In this pull request, we would add a shell script that runs 01-filter-samples.R
and 02-cluster-heatmap.R
.
Let's call this shell script run-gene-expression-clustering.sh
and place it in the analysis directory analyses/gene-expression-clustering
.
The contents of analyses/gene-expression-clustering/run-gene-expression-clustering.sh
may look like:
#!/bin/bash
# This script runs the gene-expression-clustering analysis
# Author's Name 2019
set -e
set -o pipefail
Rscript --vanilla analyses/gene-expression-clustering/01-filter-samples.R
Rscript --vanilla analyses/gene-expression-clustering/02-cluster-heatmap.R
We would remove the runs Filter Samples
and Cluster Samples and Plot Heatmap
from .circleci/config.yml
and instead replace them with a single run:
- run:
name: Cluster Samples and Plot Heatmap
command: ./scripts/run_in_ci.sh bash analyses/gene-expression-clustering/run-gene-expression-clustering.sh
The analyses run in CI use only a small portion of the data so that tests can be run quickly. For some analyses, there will not be enough samples to fully test code without altering certain parameters passed to methods. The preferred way to handle these is to run these analyses through a shell script that specifies default parameters using environment variables. The default parameters should be the ones that are most appropriate for the full set of data. In CI, these will be replaced.
We might decide that it makes the most sense to run an analysis using a more permissive statistical significance threshold in CI so that some "significant" pathways still appear and subsequent code that examines them can be tested.
We'd first write code capable of taking command line parameters.
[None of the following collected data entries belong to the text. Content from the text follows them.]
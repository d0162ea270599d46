use memex_storage::MemoryKvStore;
use memex_sync::conflict::extract_timestamp;
use memex_sync::{
    auto_resolve, shallow_merge, ConflictKind, ConflictResolver, ResolutionChoice, SyncError,
};
use pretty_assertions::assert_eq;
use proptest::prelude::*;
use serde_json::json;
use std::sync::Arc;

// ── Timestamp extraction ─────────────────────────────────────────

#[test]
fn extract_timestamp_accepts_numbers_and_strings() {
    assert_eq!(extract_timestamp(&json!({"timestamp": 42})), Some(42));
    assert_eq!(extract_timestamp(&json!({"timestamp": "42"})), Some(42));
    assert_eq!(
        extract_timestamp(&json!({"timestamp": "1970-01-01T00:00:01Z"})),
        Some(1000)
    );
    assert_eq!(extract_timestamp(&json!({"timestamp": "yesterday"})), None);
    assert_eq!(extract_timestamp(&json!({"title": "x"})), None);
    assert_eq!(extract_timestamp(&json!("scalar")), None);
}

// ── Automatic rules ──────────────────────────────────────────────

#[test]
fn newer_side_wins_whole() {
    let local = json!({"title": "local", "extra": 1, "timestamp": 100});
    let remote = json!({"title": "remote", "timestamp": 200});
    assert_eq!(auto_resolve(&local, &remote), Some(remote.clone()));
    assert_eq!(auto_resolve(&remote, &local), Some(remote));
}

#[test]
fn equal_timestamps_fall_back_to_shallow_merge() {
    let local = json!({"title": "local", "a": 1, "timestamp": 100});
    let remote = json!({"title": "remote", "b": 2, "timestamp": 100});
    assert_eq!(
        auto_resolve(&local, &remote),
        Some(json!({"title": "local", "a": 1, "b": 2, "timestamp": 100}))
    );
}

#[test]
fn shallow_merge_prefers_local_and_max_timestamp() {
    let local = json!({"title": "local", "timestamp": 5});
    let remote = json!({"title": "remote", "tags": ["x"], "timestamp": 9});
    assert_eq!(
        shallow_merge(&local, &remote),
        Some(json!({"title": "local", "tags": ["x"], "timestamp": 9}))
    );
}

#[test]
fn shallow_merge_needs_two_objects() {
    assert_eq!(shallow_merge(&json!([1]), &json!({"a": 1})), None);
    assert_eq!(auto_resolve(&json!("a"), &json!("b")), None);
}

proptest! {
    #[test]
    fn last_write_wins_is_order_independent(l in 0u64..1_000_000, r in 0u64..1_000_000) {
        prop_assume!(l != r);
        let local = json!({"v": "local", "timestamp": l});
        let remote = json!({"v": "remote", "timestamp": r});
        let forward = auto_resolve(&local, &remote).unwrap();
        let backward = auto_resolve(&remote, &local).unwrap();
        prop_assert_eq!(&forward, &backward);
        let newest = if l > r { &local } else { &remote };
        prop_assert_eq!(&forward, newest);
    }

    #[test]
    fn merge_timestamp_is_max(l in 0u64..1_000_000, r in 0u64..1_000_000) {
        let merged = shallow_merge(&json!({"timestamp": l}), &json!({"timestamp": r})).unwrap();
        prop_assert_eq!(extract_timestamp(&merged), Some(l.max(r)));
    }
}

// ── ConflictResolver ─────────────────────────────────────────────

#[test]
fn auto_resolved_conflicts_are_not_tracked() {
    let resolver = ConflictResolver::in_memory();
    let resolution = resolver
        .detect_and_resolve(
            "doc-1",
            json!({"v": 1, "timestamp": 1}),
            json!({"v": 2, "timestamp": 2}),
        )
        .unwrap();
    assert_eq!(resolution.kind, ConflictKind::Merge);
    assert_eq!(resolution.resolved, Some(json!({"v": 2, "timestamp": 2})));
    assert_eq!(resolution.resolved_by.as_deref(), Some("auto"));
    assert_eq!(resolver.pending_count(), 0);
}

#[test]
fn unmergeable_conflict_waits_for_a_person() {
    let resolver = ConflictResolver::in_memory();
    let conflict = resolver
        .detect_and_resolve("doc-1", json!("left"), json!("right"))
        .unwrap();
    assert_eq!(conflict.kind, ConflictKind::Manual);
    assert!(!conflict.is_resolved());
    assert_eq!(resolver.pending_conflicts(), vec![conflict]);
}

#[test]
fn manual_resolution_happens_once() {
    let resolver = ConflictResolver::in_memory();
    let conflict = resolver
        .detect_and_resolve("doc-1", json!("left"), json!("right"))
        .unwrap();

    let settled = resolver
        .resolve_conflict(conflict.id, ResolutionChoice::Remote, None)
        .unwrap();
    assert_eq!(settled.kind, ConflictKind::Override);
    assert_eq!(settled.resolved, Some(json!("right")));
    assert_eq!(settled.resolved_by.as_deref(), Some("user"));
    assert_eq!(resolver.pending_count(), 0);

    assert!(matches!(
        resolver.resolve_conflict(conflict.id, ResolutionChoice::Local, None),
        Err(SyncError::NotFound(_))
    ));
}

#[test]
fn merge_choice_uses_custom_value_or_fails() {
    let resolver = ConflictResolver::in_memory();
    let a = resolver
        .detect_and_resolve("doc-a", json!(1), json!(2))
        .unwrap();
    let b = resolver
        .detect_and_resolve("doc-b", json!(1), json!(2))
        .unwrap();

    let merged = resolver
        .resolve_conflict(a.id, ResolutionChoice::Merge, Some(json!(3)))
        .unwrap();
    assert_eq!(merged.kind, ConflictKind::Merge);
    assert_eq!(merged.resolved, Some(json!(3)));

    assert!(matches!(
        resolver.resolve_conflict(b.id, ResolutionChoice::Merge, None),
        Err(SyncError::ConflictUnresolved(id)) if id == b.id
    ));
    assert_eq!(resolver.pending_count(), 1);
}

#[test]
fn pending_conflicts_survive_reopen() {
    let kv = Arc::new(MemoryKvStore::new());
    let resolver = ConflictResolver::open(kv.clone()).unwrap();
    let conflict = resolver
        .detect_and_resolve("doc-1", json!(true), json!(false))
        .unwrap();
    drop(resolver);

    let reopened = ConflictResolver::open(kv).unwrap();
    assert_eq!(reopened.pending_conflicts(), vec![conflict]);
}

#[test]
fn failed_write_keeps_conflict_pending() {
    let kv = Arc::new(MemoryKvStore::new());
    let resolver = ConflictResolver::open(kv.clone()).unwrap();
    let conflict = resolver
        .detect_and_resolve("doc-1", json!(1), json!(2))
        .unwrap();

    kv.fail_writes(true);
    assert!(matches!(
        resolver.resolve_conflict(conflict.id, ResolutionChoice::Local, None),
        Err(SyncError::PersistenceFailure(_))
    ));
    assert_eq!(resolver.pending_count(), 1);
    assert!(matches!(
        resolver.detect_and_resolve("doc-2", json!(1), json!(2)),
        Err(SyncError::PersistenceFailure(_))
    ));
    assert_eq!(resolver.pending_count(), 1);
}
In R, we could use optparse
to specify these in a script - imagine it's called pathway_sig.R
and it contains an option list:
option_list <- list(
optparse::make_option(
c("-a", "--alpha"),
type = "double",
help = "pathway significance threshold",
)
)
Then we would create a shell script (perhaps run_pathway_sig.sh
) that uses a default environment variable. If OPENPBTA_PATHSIG
is defined, it will be used. Otherwise, a value of 0.05 is used.
Note: the -
before the 0.05
below is necessary notation for a default parameter and not designating a negative 0.05.
PATHSIG=${OPENPBTA_PATHSIG:-0.05}
Rscript analyses/my-path/pathway_sig.R --alpha $PATHSIG
We can override this by passing environment variables in .circleci/config.yml
.
For testing, we might want to use an alpha level of 0.75 so that at least some "significant" pathways appear, which allows testing subsequent code that depends on them.
The run command in the .circleci/config.yml
is used to specify these parameters.
- run:
name: run pathway significance tests
command: OPENPBTA_PATHSIG=0.75 ./scripts/run_in_ci.sh bash analyses/my-path/run_pathway_sig.sh
In this example OPENPBTA_PATHSIG=0.75
species an environment variable OPENPBTA_PATHSIG
that is set to 0.75.
Any environment variables prefixed with OPENPBTA_
are passed to the specified shell script.
Environment variables without this prefix are not passed.